Start of EXERCISE MATERIALS
use std::{
  sync::atomic::{AtomicUsize, Ordering},
  time::{Duration, Instant},
};

use async_trait::async_trait;
use dashmap::DashMap;
use serde::{Deserialize, Serialize};
use thiserror::Error;

use crate::hls::Variant;

/// Inserts between sweeps of expired entries.
const PURGE_EVERY: usize = 64;

#[derive(Debug, Error)]
pub enum CacheError {
  #[error("cache backend unavailable: {0}")]
  Unavailable(String),
}

/// What is remembered for a resolved request.
#[derive(Debug, Clone, PartialEq, Serialize, Deserialize)]
#[serde(rename_all = "camelCase")]
pub struct CachedStream {
  pub manifest_url: String,
  pub source_identity: String,
  /// The variant picked when the stream was first resolved, if any.
  #[serde(default)]
  pub variant: Option<Variant>,
}

/// Storage for successful resolutions. Callers log and ignore failures.
#[async_trait]
pub trait ResultCache: Send + Sync {
  async fn get(&self, key: &str) -> Result<Option<CachedStream>, CacheError>;
  async fn set(&self, key: &str, value: CachedStream, ttl: Duration) -> Result<(), CacheError>;
}

/// In-process cache with per-entry expiry. An entry whose TTL overflows the
/// clock never expires.
#[derive(Default)]
pub struct MemoryCache {
  entries: DashMap<String, (CachedStream, Option<Instant>)>,
  inserts: AtomicUsize,
}

impl MemoryCache {
  pub fn new() -> Self {
    Self::default()
  }

  pub fn len(&self) -> usize {
    self.entries.len()
  }

  pub fn is_empty(&self) -> bool {
    self.entries.is_empty()
  }

  /// Drops every expired entry.
  pub fn purge_expired(&self) {
    let now = Instant::now();
    self
      .entries
      .retain(|_, (_, expires)| expires.is_none_or(|at| at > now));
  }
}

#[async_trait]
impl ResultCache for MemoryCache {
  async fn get(&self, key: &str) -> Result<Option<CachedStream>, CacheError> {
    let now = Instant::now();
    let hit = self
      .entries
      .get(key)
      .map(|entry| (entry.0.clone(), entry.1.is_none_or(|at| at > now)));
    match hit {
      Some((value, true)) => Ok(Some(value)),
      Some((_, false)) => {
        self.entries.remove(key);
        Ok(None)
      }
      None => Ok(None),
    }
  }

  async fn set(&self, key: &str, value: CachedStream, ttl: Duration) -> Result<(), CacheError> {
    if self.inserts.fetch_add(1, Ordering::Relaxed) % PURGE_EVERY == PURGE_EVERY - 1 {
      self.purge_expired();
    }
    let expires = Instant::now().checked_add(ttl);
    self.entries.insert(key.to_string(), (value, expires));
    Ok(())
  }
}
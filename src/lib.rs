pub mod common;
pub mod configs;
pub mod extract;
pub mod hls;
pub mod resolver;
pub mod rest;
pub mod server;
pub mod transport;
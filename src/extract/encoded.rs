use std::sync::LazyLock;

use regex::Regex;

use super::{ManifestExtractor, ManifestPattern, decode::decode_base64};

static ATOB_CALL: LazyLock<Regex> = LazyLock::new(|| {
  Regex::new(r#"atob\s*\(\s*['"]([A-Za-z0-9+/=_\-\s]+)['"]\s*\)"#).unwrap()
});

/// Stage 2: `atob('<literal>')` whose decoded text names a manifest.
#[derive(Debug, Clone)]
pub struct EncodedPayload {
  pattern: ManifestPattern,
}

impl EncodedPayload {
  pub fn new(pattern: ManifestPattern) -> Self {
    Self { pattern }
  }

  /// Every decode call in `text` is tried in document order.
  pub fn search(&self, text: &str) -> Option<String> {
    ATOB_CALL
      .captures_iter(text)
      .filter_map(|caps| decode_base64(caps.get(1)?.as_str()))
      .filter(|decoded| self.pattern.mentions_manifest(decoded))
      .find_map(|decoded| self.pattern.find_in_decoded(&decoded))
  }
}

/// Last path segment of the first `atob('<literal>')` on the page, which
/// names the stream file even when no manifest URL is decoded.
pub fn encoded_filename(body: &str) -> Option<String> {
  let caps = ATOB_CALL.captures(body)?;
  let decoded = decode_base64(caps.get(1)?.as_str())?;
  decoded
    .rsplit('/')
    .next()
    .map(str::trim)
    .filter(|name| !name.is_empty())
    .map(str::to_string)
}

impl ManifestExtractor for EncodedPayload {
  fn name(&self) -> &'static str {
    "encoded_payload"
  }

  fn extract(&self, body: &str) -> Option<String> {
    self.search(body)
  }
}

#[cfg(test)]
mod tests {
  use super::*;

  fn stage() -> EncodedPayload {
    EncodedPayload::new(ManifestPattern::new(".m3u8").unwrap())
  }

  #[test]
  fn decodes_literal_argument() {
    let body = r#"<script>var src = atob("aHR0cHM6Ly9jZG4uZXhhbXBsZS9tYXN0ZXIubTN1OA==");</script>"#;
    assert_eq!(stage().extract(body).as_deref(), Some("https://cdn.example/master.m3u8"));
  }

  #[test]
  fn skips_payloads_without_manifest() {
    // "hello world", then the real one
    let body = r#"atob('aGVsbG8gd29ybGQ='); atob( 'aHR0cHM6Ly9jZG4uZXhhbXBsZS9tYXN0ZXIubTN1OA' )"#;
    assert_eq!(stage().extract(body).as_deref(), Some("https://cdn.example/master.m3u8"));
    assert_eq!(stage().extract("atob('aGVsbG8gd29ybGQ=')"), None);
  }

  #[test]
  fn non_literal_argument_is_ignored() {
    assert_eq!(stage().extract("atob(payload)"), None);
  }

  #[test]
  fn filename_is_last_segment_of_first_payload() {
    // "/hls/abc/video.m3u8"
    let body = r#"atob('L2hscy9hYmMvdmlkZW8ubTN1OA=='); atob('aGVsbG8=')"#;
    assert_eq!(encoded_filename(body).as_deref(), Some("video.m3u8"));
    assert_eq!(encoded_filename("<p>none</p>"), None);
  }
}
End of EXERCISE MATERIALS
WHAT IS EXPECTED: What lines in the entries contain "AtomicUsize"? Report each one by copying it.

EXERCISE OUTPUT:
  sync::atomic::{AtomicUsize, Ordering},
  inserts: AtomicUsize,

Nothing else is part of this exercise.